EXERCISE DETAILS: Lines after the one containing "a load error from a message." are to be omitted; print exactly each line from the start of the records up to and including it.

MATERIAL TO PROCESS Start Marker

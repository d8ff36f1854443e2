//! External collaborator interfaces: loading, unloading, parameter files.
//!
//! The core never touches disk formats itself. Concrete format codecs live
//! behind these narrow traits; their failures are opaque to the engines and
//! surfaced to the caller unchanged.

use std::collections::HashMap;
use std::path::Path;

use serde::{Deserialize, Serialize};
use thiserror::Error;

use crate::types::{Archive, SkyCoordinates};

/// Opaque failure while decoding an archive from disk.
#[derive(Debug, Error)]
#[error("Load error: {message}")]
pub struct LoadError {
    message: String,
    #[source]
    source: Option<Box<dyn std::error::Error + Send + Sync>>,
}

impl LoadError {
    /// Create a load error from a message.
    pub fn new(message: impl Into<String>) -> Self {
        Self {
            message: message.into(),
            source: None,
        }
    }

    /// Attach an underlying cause.
    pub fn with_source(
        message: impl Into<String>,
        source: impl std::error::Error + Send + Sync + 'static,
    ) -> Self {
        Self {
            message: message.into(),
            source: Some(Box::new(source)),
        }
    }
}

/// Opaque failure while encoding an archive to disk.
#[derive(Debug, Error)]
#[error("Unload error: {message}")]
pub struct UnloadError {
    message: String,
    #[source]
    source: Option<Box<dyn std::error::Error + Send + Sync>>,
}

impl UnloadError {
    /// Create an unload error from a message.
    pub fn new(message: impl Into<String>) -> Self {
        Self {
            message: message.into(),
            source: None,
        }
    }
}

impl From<std::io::Error> for UnloadError {
    fn from(err: std::io::Error) -> Self {
        Self {
            message: err.to_string(),
            source: Some(Box::new(err)),
        }
    }
}

/// Decodes a fully-populated archive from a path.
pub trait ArchiveLoader {
    /// Load an archive; malformed input yields an opaque [`LoadError`].
    fn load(&self, path: &Path) -> Result<Archive, LoadError>;
}

/// Encodes an archive to a path once combination/alignment is complete.
pub trait ArchiveUnloader {
    /// Write the archive out; the archive itself is read-only here.
    fn unload(&self, archive: &Archive, path: &Path) -> Result<(), UnloadError>;
}

/// A plain mapping of named ephemeris/metadata fields, as produced by an
/// external pulsar-parameter-file reader.
///
/// Keys are case-sensitive, values are stored as strings and parsed on
/// access, which matches how parameter files carry them.
#[derive(Debug, Clone, Default, Serialize, Deserialize)]
pub struct ParameterSet {
    fields: HashMap<String, String>,
}

impl ParameterSet {
    /// Create an empty parameter set.
    pub fn new() -> Self {
        Self::default()
    }

    /// Set a named field.
    pub fn set(&mut self, key: impl Into<String>, value: impl Into<String>) {
        self.fields.insert(key.into(), value.into());
    }

    /// Remove all fields.
    pub fn clear(&mut self) {
        self.fields.clear();
    }

    /// Raw string value of a field.
    pub fn get(&self, key: &str) -> Option<&str> {
        self.fields.get(key).map(String::as_str)
    }

    /// Field parsed as f64, if present and parseable.
    pub fn get_f64(&self, key: &str) -> Option<f64> {
        self.fields.get(key).and_then(|v| v.parse().ok())
    }

    /// Source name (`source_name` field).
    pub fn source_name(&self) -> Option<&str> {
        self.get("source_name")
    }

    /// Dispersion measure in pc cm^-3 (`dm` field).
    pub fn dispersion_measure(&self) -> Option<f64> {
        self.get_f64("dm")
    }

    /// Telescope identifier (`telescope` field).
    pub fn telescope(&self) -> Option<&str> {
        self.get("telescope")
    }

    /// Sky coordinates from `ra_deg`/`dec_deg` fields.
    pub fn sky_coordinates(&self) -> Option<SkyCoordinates> {
        match (self.get_f64("ra_deg"), self.get_f64("dec_deg")) {
            (Some(ra), Some(dec)) => Some(SkyCoordinates::new(ra, dec)),
            _ => None,
        }
    }
}

#[cfg(test)]
mod tests {
    use super::*;

    #[test]
    fn test_parameter_set_typed_getters() {
        let mut p = ParameterSet::new();
        p.set("source_name", "J0437-4715");
        p.set("dm", "2.64476");
        p.set("ra_deg", "69.3158");
        p.set("dec_deg", "-47.2525");

        assert_eq!(p.source_name(), Some("J0437-4715"));
        assert!((p.dispersion_measure().unwrap() - 2.64476).abs() < 1e-9);
        let sky = p.sky_coordinates().unwrap();
        assert!((sky.ra_deg - 69.3158).abs() < 1e-9);
        assert!((sky.dec_deg + 47.2525).abs() < 1e-9);
    }

    #[test]
    fn test_missing_and_malformed_fields() {
        let mut p = ParameterSet::new();
        p.set("dm", "not-a-number");
        assert_eq!(p.dispersion_measure(), None);
        assert_eq!(p.sky_coordinates(), None);
        assert_eq!(p.telescope(), None);
    }

    #[test]
    fn test_load_error_is_opaque_but_displays() {
        let err = LoadError::new("truncated header");
        assert!(err.to_string().contains("truncated header"));
    }
}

MATERIAL TO PROCESS End Marker

ANSWER SECTION:
repository d8ff36f1854443e2
//! External collaborator interfaces: loading, unloading, parameter files.
//!
//! The core never touches disk formats itself. Concrete format codecs live
//! behind these narrow traits; their failures are opaque to the engines and
//! surfaced to the caller unchanged.

use std::collections::HashMap;
use std::path::Path;

use serde::{Deserialize, Serialize};
use thiserror::Error;

use crate::types::{Archive, SkyCoordinates};

/// Opaque failure while decoding an archive from disk.
#[derive(Debug, Error)]
#[error("Load error: {message}")]
pub struct LoadError {
    message: String,
    #[source]
    source: Option<Box<dyn std::error::Error + Send + Sync>>,
}

impl LoadError {
    /// Create a load error from a message.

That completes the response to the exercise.